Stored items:
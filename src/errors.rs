// Copyright 2025 Cowboy AI, LLC.

//! Error types for pipeline evaluation
//!
//! Only genuinely exceptional conditions are errors. Budget overruns and
//! convergence failures are expressed as terminal [`crate::PipelineStatus`]
//! values on the result, so callers branch on status rather than catching.

use thiserror::Error;

/// Errors that can occur while building or evaluating a pipeline
#[derive(Debug, Clone, Error)]
pub enum PipelineError {
    /// Malformed composition spec or modifiers, rejected before evaluation
    #[error("Validation error: {0}")]
    Validation(String),

    /// A composition spec references itself, directly or transitively
    #[error("Cyclic composition spec: reference chain through '{0}'")]
    CyclicSpec(String),

    /// The classifier collaborator itself failed (low confidence is not an
    /// error; the functor falls back to the generic domain instead)
    #[error("Classification ambiguous for task: {0}")]
    ClassificationAmbiguous(String),

    /// A stage executor failed
    #[error("Stage execution failed: {stage} - {message}")]
    StageExecution {
        /// Name of the failing stage
        stage: String,
        /// Error message from the executor
        message: String,
    },

    /// No executor registered under the requested stage name
    #[error("Unknown stage: {0}")]
    UnknownStage(String),

    /// Parallel branch outputs could not be merged
    #[error("Merge conflict: {0}")]
    MergeConflict(String),

    /// A spawned branch was cancelled or its join failed
    #[error("Branch join failed: {0}")]
    BranchJoin(String),

    /// Serialization error
    #[error("Serialization error: {0}")]
    Serialization(String),

    /// Generic internal error
    #[error("Internal error: {0}")]
    Internal(String),
}

/// Result type for pipeline operations
pub type EngineResult<T> = Result<T, PipelineError>;

impl From<serde_json::Error> for PipelineError {
    fn from(err: serde_json::Error) -> Self {
        PipelineError::Serialization(err.to_string())
    }
}

impl PipelineError {
    /// Create a validation error
    pub fn validation(msg: impl Into<String>) -> Self {
        PipelineError::Validation(msg.into())
    }

    /// Create a stage execution error
    pub fn stage(stage: impl Into<String>, message: impl Into<String>) -> Self {
        PipelineError::StageExecution {
            stage: stage.into(),
            message: message.into(),
        }
    }

    /// Check if this error was raised before evaluation began
    pub fn is_validation_error(&self) -> bool {
        matches!(
            self,
            PipelineError::Validation(_) | PipelineError::CyclicSpec(_)
        )
    }

    /// Check if this error is recoverable under a node's catch policy
    pub fn is_recoverable(&self) -> bool {
        matches!(
            self,
            PipelineError::StageExecution { .. }
                | PipelineError::BranchJoin(_)
                | PipelineError::ClassificationAmbiguous(_)
        )
    }
}
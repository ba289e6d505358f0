use padbind::config::SessionConfig;
use padbind::controller::{DeviceDescriptor, InputTechnology};
use padbind::mapping::sdl::CommunityDatabase;
use padbind::mapping::special::SpecialHardwareCatalog;
use padbind::mapping::BindingError;
use padbind::target::Target;
use std::fs;
use tempfile::TempDir;

const DB: &str = "\
# Community mappings
03000000790000000600000000000000,Generic USB Joystick,a:b2,b:b1,x:b3,y:b0,platform:Windows,
030000005e0400008e02000000007200,Xbox 360 Controller,a:b0,b:b1,platform:Linux,
";

const CATALOG: &str = r#"{ "profiles": [
    { "name": "arcade", "guid": "03000000790000000600000000000000",
      "targets": ["retroarch"], "mapping": { "south": ["b", "l2"] } }
] }"#;

fn pad(guid: &str) -> DeviceDescriptor {
    let mut device = DeviceDescriptor::new(InputTechnology::DirectInput, 1);
    device.guid = guid.to_string();
    device
}

#[test]
fn database_file_is_filtered_by_platform() {
    let dir = TempDir::new().expect("temp dir");
    let path = dir.path().join("gamecontrollerdb.txt");
    fs::write(&path, DB).expect("write db");

    let all = CommunityDatabase::load(&path, None).expect("load db");
    assert_eq!(all.len(), 2);

    let windows = CommunityDatabase::load(&path, Some("Windows")).expect("load db");
    assert_eq!(windows.len(), 1);
    assert!(windows
        .lookup(&pad("03000000790000000600000000000000").fingerprint())
        .is_some());
    assert!(windows
        .lookup(&pad("030000005e0400008e02000000007200").fingerprint())
        .is_none());
}

#[test]
fn missing_database_is_a_load_failure() {
    let dir = TempDir::new().expect("temp dir");
    let path = dir.path().join("absent.txt");

    assert!(matches!(
        CommunityDatabase::load(&path, None),
        Err(BindingError::CatalogLoadFailure { .. })
    ));
    assert!(CommunityDatabase::load_or_empty(&path, None).is_empty());
}

#[test]
fn special_catalog_round_trips_through_disk() {
    let dir = TempDir::new().expect("temp dir");
    let path = dir.path().join("special.json");
    fs::write(&path, CATALOG).expect("write catalog");

    let catalog = SpecialHardwareCatalog::load(&path).expect("load catalog");
    assert_eq!(catalog.len(), 1);

    let fingerprint = pad("0300abcd790000000600000000000000").fingerprint();
    let profile = catalog.find(&fingerprint, Target::RetroArch);
    assert_eq!(profile.map(|p| p.name.as_str()), Some("arcade"));
    assert!(catalog.find(&fingerprint, Target::Dolphin).is_none());
}

#[test]
fn malformed_catalog_degrades_to_empty() {
    let dir = TempDir::new().expect("temp dir");
    let path = dir.path().join("special.json");
    fs::write(&path, "{ \"profiles\": [ { \"name\": ").expect("write catalog");

    let err = SpecialHardwareCatalog::load(&path).expect_err("truncated json");
    assert!(matches!(err, BindingError::CatalogLoadFailure { .. }));
    assert!(SpecialHardwareCatalog::load_or_empty(&path).is_empty());
}

#[test]
fn session_file_is_created_once_and_reloaded() {
    let dir = TempDir::new().expect("temp dir");
    let path = dir.path().join("nested").join("session.toml");

    SessionConfig::ensure_default(&path).expect("create default");
    assert!(path.exists());
    let created = fs::read_to_string(&path).expect("read session");

    let mut config = SessionConfig::load(&path).expect("load default");
    assert_eq!(config, SessionConfig::default());

    config.target = Target::Pcsx2;
    config.devices = vec![DeviceDescriptor::new(InputTechnology::XInput, 1)];
    config.save(&path).expect("save session");

    let reloaded = SessionConfig::load(&path).expect("reload session");
    assert_eq!(reloaded, config);

    // Existierende Datei bleibt unangetastet
    SessionConfig::ensure_default(&path).expect("ensure again");
    assert_ne!(fs::read_to_string(&path).expect("read session"), created);
}

#[test]
fn session_tables_load_from_configured_paths() {
    let dir = TempDir::new().expect("temp dir");
    let db_path = dir.path().join("gamecontrollerdb.txt");
    let catalog_path = dir.path().join("special.json");
    fs::write(&db_path, DB).expect("write db");
    fs::write(&catalog_path, CATALOG).expect("write catalog");

    let config = SessionConfig {
        gamecontrollerdb: Some(db_path),
        special_catalog: Some(catalog_path),
        platform: Some("linux".to_string()),
        ..SessionConfig::default()
    };
    assert_eq!(config.load_database().len(), 1);
    assert_eq!(config.load_catalog().len(), 1);
}
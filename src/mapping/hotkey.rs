//! Hotkeys: Select plus eine zweite Taste, dazu ein reiner Tastatur-Fallback
//!
//! Die Zuordnung Aktion → Begleittaste → Fallback-Taste ist eine Tabelle.
//! Das Format der Kombination bestimmt das Ziel ([`ChordSyntax`]).

use crate::controller::LogicalInput;
use crate::mapping::encoder::{Encoded, NativeBinding};
use crate::mapping::keyboard::{Key, KeyboardEncoder};
use crate::target::{ChordSyntax, DeviceContext, Target};
use serde::{Deserialize, Serialize};
use std::collections::HashMap;
use strum::{Display, EnumIter, EnumString};
use tracing::debug;

/// Erste Taste jeder Kombination
pub const MODIFIER: LogicalInput = LogicalInput::Select;

/// Hotkey-Aktionen
#[derive(
    Debug,
    Clone,
    Copy,
    PartialEq,
    Eq,
    Hash,
    PartialOrd,
    Ord,
    Serialize,
    Deserialize,
    Display,
    EnumIter,
    EnumString,
)]
#[serde(rename_all = "snake_case")]
#[strum(serialize_all = "snake_case")]
pub enum HotkeyAction {
    LoadState,
    SaveState,
    SlotUp,
    SlotDown,
    HelpToggle,
    DiskSelect,
    Screenshot,
    FastForward,
    Rewind,
    Pause,
    Exit,
}

struct HotkeyDefinition {
    action: HotkeyAction,
    companion: LogicalInput,
    fallback: Key,
}

macro_rules! hotkey_table {
    ($($action:ident => $companion:ident, $key:ident;)*) => {
        &[$(HotkeyDefinition {
            action: HotkeyAction::$action,
            companion: LogicalInput::$companion,
            fallback: Key::$key,
        },)*]
    };
}

const HOTKEYS: &[HotkeyDefinition] = hotkey_table! {
    LoadState => North, F4;
    SaveState => West, F2;
    SlotUp => Up, F7;
    SlotDown => Down, F6;
    HelpToggle => South, F1;
    DiskSelect => LeftShoulder, F8;
    Screenshot => RightShoulder, F12;
    FastForward => RightTrigger, Space;
    Rewind => LeftTrigger, R;
    Pause => East, P;
    Exit => Start, Escape;
};

fn definition(action: HotkeyAction) -> Option<&'static HotkeyDefinition> {
    HOTKEYS.iter().find(|d| d.action == action)
}

impl HotkeyAction {
    /// Standard-Begleittaste zu Select
    pub fn companion(self) -> LogicalInput {
        definition(self)
            .map(|d| d.companion)
            .unwrap_or(LogicalInput::Start)
    }

    /// Taste für den Tastatur-Fallback
    pub fn fallback_key(self) -> Key {
        definition(self).map(|d| d.fallback).unwrap_or(Key::Escape)
    }
}

/// Baut die Hotkey-Einträge für das Gerät von Spieler 1
pub struct HotkeyComposer<'a> {
    target: Target,
    overrides: &'a HashMap<HotkeyAction, LogicalInput>,
}

impl<'a> HotkeyComposer<'a> {
    pub fn new(target: Target, overrides: &'a HashMap<HotkeyAction, LogicalInput>) -> Self {
        Self { target, overrides }
    }

    /// Begleittaste nach Anwendung der Overrides
    pub fn companion(&self, action: HotkeyAction) -> LogicalInput {
        self.overrides
            .get(&action)
            .copied()
            .unwrap_or_else(|| action.companion())
    }

    fn formatted(
        &self,
        ctx: &DeviceContext<'_>,
        encoded: Encoded,
    ) -> Option<(NativeBinding, String)> {
        let Encoded::Bound(binding) = encoded else {
            return None;
        };
        let value = self.target.format_binding(ctx, &binding)?;
        Some((binding, value))
    }

    /// Alle Hotkey-Einträge in Tabellenreihenfolge.
    ///
    /// `encode` liefert die Bindings des Geräts; Tastaturen bekommen nur den
    /// Fallback.
    pub fn compose(
        &self,
        ctx: &DeviceContext<'_>,
        encode: impl Fn(LogicalInput) -> Encoded,
        keyboard: &KeyboardEncoder,
    ) -> Vec<(String, String)> {
        let target = self.target;
        let Some(syntax) = target.chord_syntax() else {
            debug!("{} has no hotkeys", target);
            return Vec::new();
        };
        let mut entries = target.hotkey_entries(ctx);

        let modifier = if ctx.device.is_keyboard() {
            None
        } else {
            self.formatted(ctx, encode(MODIFIER))
        };
        if modifier.is_none() {
            debug!("Player {} gets keyboard-only hotkeys", ctx.player());
        }

        if let (ChordSyntax::Split { enable }, Some((binding, value))) = (syntax, &modifier) {
            entries.push((target.hotkey_binding_path(enable, Some(binding)), value.clone()));
        }

        for definition in HOTKEYS {
            let Some(path) = target.hotkey_path(definition.action) else {
                debug!("{} has no {} hotkey", target, definition.action);
                continue;
            };
            let key = target.format_key(keyboard.encode_key(definition.fallback));
            let companion = modifier
                .as_ref()
                .and_then(|_| self.formatted(ctx, encode(self.companion(definition.action))));

            match (syntax, &modifier, companion) {
                (ChordSyntax::Expression { and, or }, Some((_, m)), Some((_, c))) => {
                    entries.push((path.to_string(), format!("{}{}{}{}{}", m, and, c, or, key)));
                }
                (ChordSyntax::Listed { and }, Some((_, m)), Some((_, c))) => {
                    entries.push((path.to_string(), format!("{}{}{}", m, and, c)));
                    entries.push((path.to_string(), key));
                }
                (ChordSyntax::Split { .. }, Some(_), Some((binding, c))) => {
                    entries.push((target.hotkey_binding_path(path, Some(&binding)), c));
                    entries.push((path.to_string(), key));
                }
                _ => entries.push((path.to_string(), key)),
            }
        }
        entries
    }
}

**WHAT YOU SHOULD DO**
Going back to the entries above, set down exactly the lines that begin at the one with "confidence is not an" and end at the one with "stage executor failed", both included, and nothing else.

**TASK RESULT**
    /// The classifier collaborator itself failed (low confidence is not an
    /// error; the functor falls back to the generic domain instead)
    #[error("Classification ambiguous for task: {0}")]
    ClassificationAmbiguous(String),

    /// A stage executor failed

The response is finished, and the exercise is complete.